Quotulatiousness

July 30, 2012

Mongolian eco-toilet scheme quietly closed down

Filed under: Asia, Environment, Health, Technology — Tags: , , — Nicholas @ 14:38

From the Guardian:

The ecological toilets installed at Daxing were the design of Sweden’s Stockholm Environment Institute — about five million people use the model worldwide. In China, they are manufactured in the south-coast city of Chaozhou and cost about 700 or 800 yuan (US$100-125). Unlike normal toilets, they separate urine and excrement. In short, you aim your urine at the urine bowl and it is piped to an underground storage tank. And when you sit down, an excrement receptacle automatically pops out. You pull a lever to sprinkle some sawdust over your waste, and then when you stand up it flips over and everything is dumped down an excrement pipe to a tank in the basement. The tank is emptied two or three times monthly.

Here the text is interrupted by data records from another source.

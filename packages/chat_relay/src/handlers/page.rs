use axum::{
    extract::State,
    http::header,
    response::{IntoResponse, Response},
};

use crate::AppState;
use crate::error::ChatError;

/// Serve the chat page. Read from disk on every request so edits show up
/// without a restart.
pub async fn index_handler(State(state): State<AppState>) -> Result<Response, ChatError> {
    let path = state.page_path.as_path();
    let body = tokio::fs::read(path)
        .await
        .map_err(|source| ChatError::PageLoad {
            path: path.to_path_buf(),
            source,
        })?;
    Ok(([(header::CONTENT_TYPE, "text/html")], body).into_response())
}
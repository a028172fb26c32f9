//! Base framing (RFC 6455 Section 5.2), restricted to 7-bit payload lengths.
//!
//! ```text
//!  0                   1                   2                   3
//!  0 1 2 3 4 5 6 7 8 9 0 1 2 3 4 5 6 7 8 9 0 1 2 3 4 5 6 7 8 9 0 1
//! +-+-+-+-+-------+-+-------------+-------------------------------+
//! |F|R|R|R| opcode|M| Payload len |    Masking-key, if MASK set   |
//! |I|S|S|S|  (4)  |A|     (7)     |                               |
//! |N|V|V|V|       |S|             |                               |
//! | |1|2|3|       |K|             |                               |
//! +-+-+-+-+-------+-+-------------+-------------------------------+
//! | Masking-key (continued)       |          Payload Data         |
//! +-------------------------------+ - - - - - - - - - - - - - - - +
//! :                     Payload Data continued ...                :
//! +---------------------------------------------------------------+
//! ```
//!
//! The RSV bits are read and ignored; no extensions are ever negotiated.
//! Length markers 126 and 127 (16/64-bit extended lengths) are rejected.

use tokio::io::{AsyncRead, AsyncReadExt, AsyncWrite, AsyncWriteExt};
use tracing::trace;

use crate::error::{Violation, WsError};

/// Largest payload expressible in the 7-bit length field.
pub const MAX_BASE_PAYLOAD: usize = 125;

const FIN_BIT: u8 = 0b1000_0000;
const OPCODE_BITS: u8 = 0b0000_1111;
const MASK_BIT: u8 = 0b1000_0000;
const LENGTH_BITS: u8 = 0b0111_1111;

/// Frame opcode (4 bits).
#[derive(Debug, Clone, Copy, PartialEq, Eq, Hash)]
#[repr(u8)]
pub enum Opcode {
    Continuation = 0x0,
    Text = 0x1,
    Binary = 0x2,
    Close = 0x8,
    Ping = 0x9,
    Pong = 0xA,
}

impl Opcode {
    pub fn from_u8(value: u8) -> Result<Self, Violation> {
        match value {
            0x0 => Ok(Self::Continuation),
            0x1 => Ok(Self::Text),
            0x2 => Ok(Self::Binary),
            0x8 => Ok(Self::Close),
            0x9 => Ok(Self::Ping),
            0xA => Ok(Self::Pong),
            other => Err(Violation::ReservedOpcode(other)),
        }
    }

    pub const fn is_control(self) -> bool {
        matches!(self, Self::Close | Self::Ping | Self::Pong)
    }
}
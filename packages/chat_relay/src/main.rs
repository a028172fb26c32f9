use anyhow::{Context, Result};
use chat_relay::AppState;
use chat_relay::config::{FileConfig, RuntimeOverrides, ServerConfig, load_config};
use clap::Parser;
use std::path::PathBuf;
use tracing::info;
use tracing_subscriber::prelude::*;

#[derive(Parser)]
#[command(name = "chat-relay")]
#[command(about = "Broadcast chat over WebSockets with history replay")]
struct Cli {
    /// Config file (defaults to ./chat-relay.toml, missing is fine)
    #[arg(long)]
    config: Option<PathBuf>,

    /// Host to bind to
    #[arg(long)]
    host: Option<String>,

    /// Port to listen on
    #[arg(short, long)]
    port: Option<u16>,

    /// HTML page served at /
    #[arg(long)]
    page: Option<PathBuf>,

    /// Enable debug logging (frame dumps at trace via RUST_LOG)
    #[arg(long)]
    debug: bool,
}

#[tokio::main]
async fn main() -> Result<()> {
    let cli = Cli::parse();

    // Setup logging
    let default_directive = if cli.debug {
        "chat_relay=debug,ws_wire=debug,tower_http=debug,info"
    } else {
        "chat_relay=info,ws_wire=info,tower_http=info,warn"
    };
    let env_filter = tracing_subscriber::EnvFilter::try_from_default_env()
        .unwrap_or_else(|_| tracing_subscriber::EnvFilter::new(default_directive));
    tracing_subscriber::registry()
        .with(tracing_subscriber::fmt::layer())
        .with(env_filter)
        .init();

    let file_config: FileConfig = load_config(cli.config.as_deref())
        .extract()
        .context("Failed to load configuration")?;
    let overrides = RuntimeOverrides {
        host: cli.host,
        port: cli.port,
        page: cli.page,
    };
    let config = ServerConfig::resolve(&file_config, &overrides)?;

    let state = AppState::from_config(&config);
    let app = chat_relay::router(state);

    let listener = tokio::net::TcpListener::bind(config.bind_addr)
        .await
        .with_context(|| format!("Failed to bind {}", config.bind_addr))?;
    let actual_addr = listener.local_addr()?;

    info!("Chat relay listening on http://{}", actual_addr);
    info!("  GET /        - {}", config.page_path.display());
    info!("  GET /chat   - WebSocket endpoint");
    info!("  GET /health - relay status");

    let shutdown_signal = async {
        if let Err(e) = tokio::signal::ctrl_c().await {
            tracing::warn!("Failed to listen for Ctrl+C: {}", e);
            std::future::pending::<()>().await;
        }
        info!("Received shutdown signal");
    };

    axum::serve(listener, app)
        .with_graceful_shutdown(shutdown_signal)
        .await
        .context("Server error")?;

    info!("Shutdown complete");
    Ok(())
}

No water is used for flushing in either case — the cistern is full of sawdust, which residents collect from an office on-site. The toilets are designed to save water, prevent odours, and turn excrement into fertiliser. Fans blow air out of the pipes to the roof, and this is meant to ensure that smells do not enter the apartments.

Yan’s family just couldn’t get used to it. The toilet smelled bad from day one, they said: there was a stench of ammonia throughout the house, sometimes enough to make their eyes water as soon as they stepped into the bathroom. “I could hardly eat at home, and felt miserable on my way back after work,” said Yan. So the family usually ended up eating at Yan’s sister’s house. And their relatives didn’t want to visit.

The excrement bowls, which need to rotate, started to break. Every single house had to have the bowls repaired, and in 60% of households they needed to be replaced frequently. In 2007, Yan’s toilet was changed for one with a retractable tray, but the smells didn’t improve.

2 Comments

  1. A couple of years ago, I was at the UN Climate Conference in Cancun, Mexico. They decided to save water by installing “ecological” toilets.

    The trick was, you use the toilet normally, but they had signs up telling you not to toss the tissue into the bowl, but to use a small trash can in each stall. They had a crew of people who did nothing but clean the restrooms, and they had to run around and empty the “used” toilet paper into bags, which were then hauled off.

    The restrooms smelled BAD. No matter how much they cleaned and scrubbed, no matter how often the poor attendants came around to empty the cans, it stank.

    Comment by cirby — July 30, 2012 @ 15:46

  2. Oh, my. A solution that is clearly worse than the “problem” it’s supposed to be addressing. Well done, UN functionaries!